* **Work request**
Below are records; reproduce exactly the lines from the first through the one containing "use tower::ServiceBuilder;".
(Beginning of Dataset records)
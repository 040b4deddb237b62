//! ServerBuilder for fluent API to build HTTP servers

use super::router::build_router;
use super::state::AppState;
use crate::config::AppConfig;
use crate::core::store::RentStore;
use anyhow::Result;
use axum::Router;
use std::sync::Arc;
use tokio::net::TcpListener;
use tower::ServiceBuilder;
use tower_http::cors::CorsLayer;
use tower_http::trace::TraceLayer;

/// Builder for the rent ledger HTTP server
///
/// # Example
///
/// ```ignore
/// let app = ServerBuilder::new()
///     .with_store(InMemoryStore::new())
///     .with_config(AppConfig::default())
///     .build()?;
/// ```
pub struct ServerBuilder {
    store: Option<Arc<dyn RentStore>>,
    config: AppConfig,
    custom_routes: Vec<Router>,
}

impl ServerBuilder {
    /// Create a new ServerBuilder
    pub fn new() -> Self {
        Self {
            store: None,
            config: AppConfig::default(),
            custom_routes: Vec::new(),
        }
    }

    /// Set the store (required)
    pub fn with_store(mut self, store: impl RentStore + 'static) -> Self {
        self.store = Some(Arc::new(store));
        self
    }

    /// Set a store that is already shared elsewhere
    pub fn with_shared_store(mut self, store: Arc<dyn RentStore>) -> Self {
        self.store = Some(store);
        self
    }

    pub fn with_config(mut self, config: AppConfig) -> Self {
        self.config = config;
        self
    }

    /// Add custom routes to the server
    pub fn with_custom_routes(mut self, routes: Router) -> Self {
        self.custom_routes.push(routes);
        self
    }

    /// Build the router with request tracing and permissive CORS
    pub fn build(self) -> Result<Router> {
        let store = self
            .store
            .ok_or_else(|| anyhow::anyhow!("A store is required. Call .with_store()"))?;

        let state = AppState::new(store, self.config);
        let mut app = build_router(state);
        for custom_router in self.custom_routes {
            app = app.merge(custom_router);
        }

        Ok(app.layer(
            ServiceBuilder::new()
                .layer(TraceLayer::new_for_http())
                .layer(CorsLayer::permissive()),
        ))
    }

    /// Serve the application with graceful shutdown
    ///
    /// This will:
    /// - Bind to the provided address
    /// - Start serving requests
    /// - Handle SIGTERM and SIGINT (Ctrl+C) for graceful shutdown
    ///
    /// # Example
    ///
    /// ```ignore
    /// ServerBuilder::new()
    ///     .with_store(store)
    ///     .serve("0.0.0.0:5000").await?;
    /// ```
    pub async fn serve(self, addr: &str) -> Result<()> {
        let app = self.build()?;
        let listener = TcpListener::bind(addr).await?;

        tracing::info!("Server listening on {}", addr);

        axum::serve(listener, app)
            .with_graceful_shutdown(shutdown_signal())
            .await?;

        tracing::info!("Server shutdown complete");
        Ok(())
    }
}

impl Default for ServerBuilder {
    fn default() -> Self {
        Self::new()
    }
}

async fn shutdown_signal() {
    use tokio::signal;

    let ctrl_c = async {
        if let Err(e) = signal::ctrl_c().await {
            tracing::error!(error = %e, "failed to install Ctrl+C handler");
            std::future::pending::<()>().await;
        }
    };

    #[cfg(unix)]
    let terminate = async {
        match signal::unix::signal(signal::unix::SignalKind::terminate()) {
            Ok(mut sigterm) => {
                sigterm.recv().await;
            }
            Err(e) => {
                tracing::error!(error = %e, "failed to install SIGTERM handler");
                std::future::pending::<()>().await;
            }
        }
    };

    #[cfg(not(unix))]
    let terminate = std::future::pending::<()>();

    tokio::select! {
        _ = ctrl_c => {
            tracing::info!("Received Ctrl+C signal, initiating graceful shutdown...");
        },
        _ = terminate => {
            tracing::info!("Received SIGTERM signal, initiating graceful shutdown...");
        },
    }
}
(End of Dataset records)
* **Answer to the exercise**
repository 040b4deddb237b62
//! ServerBuilder for fluent API to build HTTP servers

use super::router::build_router;
use super::state::AppState;
use crate::config::AppConfig;
use crate::core::store::RentStore;
use anyhow::Result;
use axum::Router;
use std::sync::Arc;
use tokio::net::TcpListener;
use tower::ServiceBuilder;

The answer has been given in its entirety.